Pour Rostambert Bangou Tcheubue, le « calvaire » débute le 22 février 2022. Alors qu’il réside à Dnipro, où il tente de s’inscrire en première année d’informatique, il est réveillé par les premiers bombardements russes : « Je n’étais pas inquiet. Selon moi, ça n’allait pas durer. Puis j’ai reçu un appel paniqué de mon cousin, qui étudie à Marioupol. Il m’a dit de partir sur-le-champ. » L’avenir lui apparaît soudain incertain. Car, comme des milliers d’étudiants étrangers venus d’Asie et d’Afrique, le jeune homme a choisi l’Ukraine pour la qualité de ses filières scientifiques. Son rêve : étudier la programmation informatique pour travailler dans l’univers de l’intelligence artificielle.
Brimades à caractère raciste
C’est donc à contrecœur que le Camerounais se rend à la gare de Dnipro, pour prendre la direction de Kiev. « J’avais réussi à monter dans un train, mais des gens m’ont repoussé. Dans un autre, alors que j’étais à bord, des femmes ont hurlé : “Un Noir ! un Noir !” Un policier m’a fait descendre, raconte-t-il, la voix nouée. J’ai ensuite rejoint un groupe d’Africains que les soldats ukrainiens avaient mis à l’écart. On a forcé leur barrage et on a pu monter à bord d’un train. On s’est réfugiés dans un wagon, puis on a roulé des heures, debout. »

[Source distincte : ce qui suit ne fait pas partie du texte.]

use async_graphql::*;
use chrono::{DateTime, Utc};
use uuid::Uuid;

use crate::graphql::loaders::*;

use super::super::entities::types::GqlEntity;
use super::super::locations::types::GqlLocation;
use super::super::schedules::types::GqlSchedule;
use super::super::tags::types::GqlTag;

// ─── Search Result ──────────────────────────────────────────────────────────

#[derive(SimpleObject, Clone)]
#[graphql(complex)]
pub struct GqlSearchResult {
    pub id: Uuid,
    pub title: String,
    pub description: Option<String>,
    pub status: String,
    #[graphql(skip)]
    pub entity_id: Option<Uuid>,
    pub entity_name: Option<String>,
    pub entity_type: Option<String>,
    pub source_url: Option<String>,
    pub location_text: Option<String>,
    pub created_at: DateTime<Utc>,
    pub source_locale: String,
    pub locale: String,
    pub is_fallback: bool,
    pub semantic_score: Option<f64>,
    pub text_score: Option<f64>,
    pub combined_score: f64,
    pub distance_miles: Option<f64>,
}

impl From<rootsignal_domains::search::SearchResultRow> for GqlSearchResult {
    fn from(r: rootsignal_domains::search::SearchResultRow) -> Self {
        Self {
            id: r.id,
            title: r.title,
            description: r.description,
            status: r.status,
            entity_id: r.entity_id,
            entity_name: r.entity_name,
            entity_type: r.entity_type,
            source_url: r.source_url,
            location_text: r.location_text,
            created_at: r.created_at,
            source_locale: r.source_locale,
            locale: r.locale,
            is_fallback: r.is_fallback,
            semantic_score: r.semantic_score,
            text_score: r.text_score,
            combined_score: r.combined_score,
            distance_miles: r.distance_miles,
        }
    }
}

#[ComplexObject]
impl GqlSearchResult {
    async fn entity(&self, ctx: &Context<'_>) -> Result<Option<GqlEntity>> {
        let entity_id = match self.entity_id {
            Some(id) => id,
            None => return Ok(None),
        };

        let loader = ctx.data_unchecked::<async_graphql::dataloader::DataLoader<EntityByIdLoader>>();
        Ok(loader.load_one(entity_id).await?)
    }

    async fn tags(&self, ctx: &Context<'_>) -> Result<Vec<GqlTag>> {
        let loader = ctx.data_unchecked::<async_graphql::dataloader::DataLoader<TagsForLoader>>();
        let key = PolymorphicKey("listing".to_string(), self.id);
        Ok(loader.load_one(key).await?.unwrap_or_default())
    }

    async fn locations(&self, ctx: &Context<'_>) -> Result<Vec<GqlLocation>> {
        let loader =
            ctx.data_unchecked::<async_graphql::dataloader::DataLoader<LocationsForLoader>>();
        let key = PolymorphicKey("listing".to_string(), self.id);
        Ok(loader.load_one(key).await?.unwrap_or_default())
    }

    async fn schedules(&self, ctx: &Context<'_>) -> Result<Vec<GqlSchedule>> {
        let loader =
            ctx.data_unchecked::<async_graphql::dataloader::DataLoader<SchedulesForLoader>>();
        let key = PolymorphicKey("listing".to_string(), self.id);
        Ok(loader.load_one(key).await?.unwrap_or_default())
    }
}

// ─── Search Response ────────────────────────────────────────────────────────

#[derive(SimpleObject)]
pub struct GqlSearchResponse {
    pub results: Vec<GqlSearchResult>,
    pub total_estimate: i32,
    pub mode: String,
    pub took_ms: i32,
}

impl From<rootsignal_domains::search::SearchResponse> for GqlSearchResponse {
    fn from(r: rootsignal_domains::search::SearchResponse) -> Self {
        Self {
            results: r.results.into_iter().map(GqlSearchResult::from).collect(),
            total_estimate: r.total_estimate as i32,
            mode: r.mode.as_str().to_string(),
            took_ms: r.took_ms as i32,
        }
    }
}

// ─── NLQ Types ──────────────────────────────────────────────────────────────

#[derive(SimpleObject)]
pub struct GqlParsedQuery {
    pub search_text: Option<String>,
    pub filters: GqlParsedFilters,
    pub temporal: Option<GqlParsedTemporal>,
    pub intent: GqlSearchIntent,
    pub reasoning: String,
}

impl From<rootsignal_domains::search::ParsedQuery> for GqlParsedQuery {
    fn from(p: rootsignal_domains::search::ParsedQuery) -> Self {
        Self {
            search_text: p.search_text,
            filters: GqlParsedFilters::from(p.filters),
            temporal: p.temporal.map(GqlParsedTemporal::from),
            intent: GqlSearchIntent::from(p.intent),
            reasoning: p.reasoning,
        }
    }
}

#[derive(SimpleObject)]
pub struct GqlParsedFilters {
    pub signal_domain: Option<String>,
    pub audience_role: Option<String>,
    pub category: Option<String>,
    pub listing_type: Option<String>,
    pub urgency: Option<String>,
    pub capacity_status: Option<String>,
    pub radius_relevant: Option<String>,
    pub population: Option<String>,
}

impl From<rootsignal_domains::search::ParsedFilters> for GqlParsedFilters {
    fn from(f: rootsignal_domains::search::ParsedFilters) -> Self {
        Self {
            signal_domain: f.signal_domain,
            audience_role: f.audience_role,
            category: f.category,
            listing_type: f.listing_type,
            urgency: f.urgency,
            capacity_status: f.capacity_status,
            radius_relevant: f.radius_relevant,
            population: f.population,
        }
    }
}

#[derive(SimpleObject)]
pub struct GqlParsedTemporal {
    pub happening_on: Option<String>,
    pub happening_between: Option<String>,
    pub day_of_week: Option<String>,
}

impl From<rootsignal_domains::search::ParsedTemporal> for GqlParsedTemporal {
    fn from(t: rootsignal_domains::search::ParsedTemporal) -> Self {
        Self {
            happening_on: t.happening_on,
            happening_between: t.happening_between,
            day_of_week: t.day_of_week,
        }
    }
}

#[derive(Enum, Copy, Clone, Eq, PartialEq)]
pub enum GqlSearchIntent {
    InScope,
    OutOfScope,
    NeedsClarification,
    KnowledgeQuestion,
}

impl From<rootsignal_domains::search::SearchIntent> for GqlSearchIntent {
    fn from(i: rootsignal_domains::search::SearchIntent) -> Self {
        match i {
            rootsignal_domains::search::SearchIntent::InScope => Self::InScope,
            rootsignal_domains::search::SearchIntent::OutOfScope => Self::OutOfScope,
            rootsignal_domains::search::SearchIntent::NeedsClarification => Self::NeedsClarification,
            rootsignal_domains::search::SearchIntent::KnowledgeQuestion => Self::KnowledgeQuestion,
        }
    }
}

// ─── NLQ Search Response ────────────────────────────────────────────────────

#[derive(SimpleObject)]
pub struct GqlNlqSearchResponse {
    pub parsed: GqlParsedQuery,
    pub results: Option<GqlSearchResponse>,
}
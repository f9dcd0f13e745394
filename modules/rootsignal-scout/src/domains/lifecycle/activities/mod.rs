//! Lifecycle domain activity functions: pure logic extracted from handlers.

use std::collections::{HashMap, HashSet};

use chrono::Utc;
use tracing::{info, warn};

use rootsignal_common::{is_web_query, DiscoveryMethod, SourceNode};
use rootsignal_graph::GraphStore;

use crate::core::aggregate::{ScheduleOutput, ScheduledData};
use crate::infra::util::sanitize_url;
use crate::traits::SignalReader;

/// Reap expired signals, return EntityExpired events.
pub async fn reap_expired(store: &dyn SignalReader) -> seesaw_core::Events {
    let expired = match store.find_expired_signals().await {
        Ok(e) => e,
        Err(e) => {
            warn!(error = %e, "Failed to find expired signals, continuing");
            return seesaw_core::Events::new();
        }
    };

    let mut events = seesaw_core::Events::new();
    let mut gatherings = 0u64;
    let mut needs = 0u64;
    let mut stale = 0u64;

    for (signal_id, node_type, reason) in &expired {
        events.push(rootsignal_common::events::SystemEvent::EntityExpired {
            signal_id: *signal_id,
            node_type: *node_type,
            reason: reason.clone(),
        });
        match node_type {
            rootsignal_common::types::NodeType::Gathering => gatherings += 1,
            rootsignal_common::types::NodeType::Need => needs += 1,
            _ => stale += 1,
        }
    }

    if gatherings + needs + stale > 0 {
        info!(gatherings, needs, stale, "Expired signals removed");
    }

    events
}

/// Load, boost, and schedule sources. Returns ScheduleOutput for state application.
pub async fn schedule_sources(
    writer: &GraphStore,
    region: &rootsignal_common::ScoutScope,
) -> ScheduleOutput {
    // Load sources
    let mut all_sources = match writer
        .get_sources_for_region(region.center_lat, region.center_lng, region.radius_km)
        .await
    {
        Ok(sources) => {
            let curated = sources
                .iter()
                .filter(|s| s.discovery_method == DiscoveryMethod::Curated)
                .count();
            let discovered = sources.len() - curated;
            info!(
                total = sources.len(),
                curated, discovered, "Loaded region-scoped sources from graph"
            );
            sources
        }
        Err(e) => {
            warn!(error = %e, "Failed to load sources from graph");
            Vec::new()
        }
    };

    // Actor sources — inject known actor accounts with elevated priority
    let (min_lat, max_lat, min_lng, max_lng) = region.bounding_box();
    let actor_pairs = match writer
        .find_actors_in_region(min_lat, max_lat, min_lng, max_lng)
        .await
    {
        Ok(pairs) => {
            let actor_count = pairs.len();
            let source_count: usize = pairs.iter().map(|(_, s)| s.len()).sum();
            if actor_count > 0 {
                info!(
                    actors = actor_count,
                    sources = source_count,
                    "Loaded actor accounts for region"
                );
            }
            pairs
        }
        Err(e) => {
            warn!(error = %e, "Failed to load actor accounts, continuing without");
            Vec::new()
        }
    };

    // Boost existing entity sources or add new ones
    for (_actor, sources) in &actor_pairs {
        for source in sources {
            if let Some(existing) = all_sources
                .iter_mut()
                .find(|s| s.canonical_key == source.canonical_key)
            {
                existing.weight = existing.weight.max(0.7);
                existing.cadence_hours =
                    Some(existing.cadence_hours.map(|h| h.min(12)).unwrap_or(12));
            } else {
                all_sources.push(source.clone());
            }
        }
    }

    // Pin consumption
    let existing_keys: HashSet<String> = all_sources
        .iter()
        .map(|s| s.canonical_key.clone())
        .collect();
    let consumed_pin_ids = match writer
        .find_pins_in_region(min_lat, max_lat, min_lng, max_lng)
        .await
    {
        Ok(pins) => {
            let mut ids = Vec::new();
            for (pin, source) in pins {
                if !existing_keys.contains(&source.canonical_key) {
                    all_sources.push(source);
                }
                ids.push(pin.id);
            }
            if !ids.is_empty() {
                info!(pins = ids.len(), "Consumed pins from region");
            }
            ids
        }
        Err(e) => {
            warn!(error = %e, "Failed to load pins, continuing without");
            Vec::new()
        }
    };

    // Schedule sources
    let now_schedule = Utc::now();
    let scheduler = crate::domains::scheduling::activities::scheduler::SourceScheduler::new();
    let schedule = scheduler.schedule(&all_sources, now_schedule);
    let scheduled_keys: HashSet<String> = schedule
        .scheduled
        .iter()
        .chain(schedule.exploration.iter())
        .map(|s| s.canonical_key.clone())
        .collect();

    let tension_phase_keys: HashSet<String> =
        schedule.tension_phase.iter().cloned().collect();
    let response_phase_keys: HashSet<String> =
        schedule.response_phase.iter().cloned().collect();

    info!(
        scheduled = schedule.scheduled.len(),
        exploration = schedule.exploration.len(),
        skipped = schedule.skipped,
        tension_phase = tension_phase_keys.len(),
        response_phase = response_phase_keys.len(),
        "Source scheduling complete"
    );

    // Web query tiered scheduling
    let wq_schedule = crate::domains::scheduling::activities::scheduler::schedule_web_queries(
        &all_sources,
        0,
        now_schedule,
    );
    let wq_scheduled_keys: HashSet<String> =
        wq_schedule.scheduled.into_iter().collect();

    let scheduled_sources: Vec<SourceNode> = all_sources
        .iter()
        .filter(|s| {
            if !scheduled_keys.contains(&s.canonical_key) {
                return false;
            }
            if !is_web_query(&s.canonical_value) {
                return true;
            }
            wq_scheduled_keys.contains(&s.canonical_key)
        })
        .cloned()
        .collect();

    let tension_count = scheduled_sources
        .iter()
        .filter(|s| tension_phase_keys.contains(&s.canonical_key))
        .count() as u32;
    let response_count = scheduled_sources
        .iter()
        .filter(|s| response_phase_keys.contains(&s.canonical_key))
        .count() as u32;

    // Populate actor contexts for location fallback
    let mut actor_contexts = HashMap::new();
    for (actor, sources) in &actor_pairs {
        let actor_ctx = rootsignal_common::ActorContext {
            actor_name: actor.name.clone(),
            bio: actor.bio.clone(),
            location_name: actor.location_name.clone(),
            location_lat: actor.location_lat,
            location_lng: actor.location_lng,
            discovery_depth: actor.discovery_depth,
        };
        for source in sources {
            actor_contexts.insert(source.canonical_key.clone(), actor_ctx.clone());
        }
    }

    // Build URL→canonical_key mappings
    let mut url_mappings = HashMap::new();
    for s in &all_sources {
        if let Some(ref url) = s.url {
            url_mappings
                .entry(sanitize_url(url))
                .or_insert_with(|| s.canonical_key.clone());
        }
    }

    ScheduleOutput {
        scheduled_data: ScheduledData {
            all_sources,
            scheduled_sources,
            tension_phase_keys,
            response_phase_keys,
            scheduled_keys,
            consumed_pin_ids,
        },
        actor_contexts,
        url_mappings,
        tension_count,
        response_count,
    }
}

« Pourquoi les Ukrainiens ont droit au tapis rouge et nous une course d’obstacles ? On a tous fui les bombes russes ! » Rostambert Bangou Tcheubue, étudiant camerounais
Après ces brimades à caractère raciste, ils trouvent du réconfort du côté polonais, où des bénévoles leur apportent vivres et couvertures. Un moment où chacun s’interroge sur la stratégie à adopter : rejoindre un pays européen ou profiter des vols de rapatriement proposés par quelques Etats africains à leurs ressortissants ? Rostambert Bangou Tcheubue opte pour rejoindre la France. « Aller ailleurs en Europe, c’était devoir apprendre une nouvelle langue. J’avais déjà passé un an en Ukraine à m’initier au russe, c’était difficile », justifie-t-il.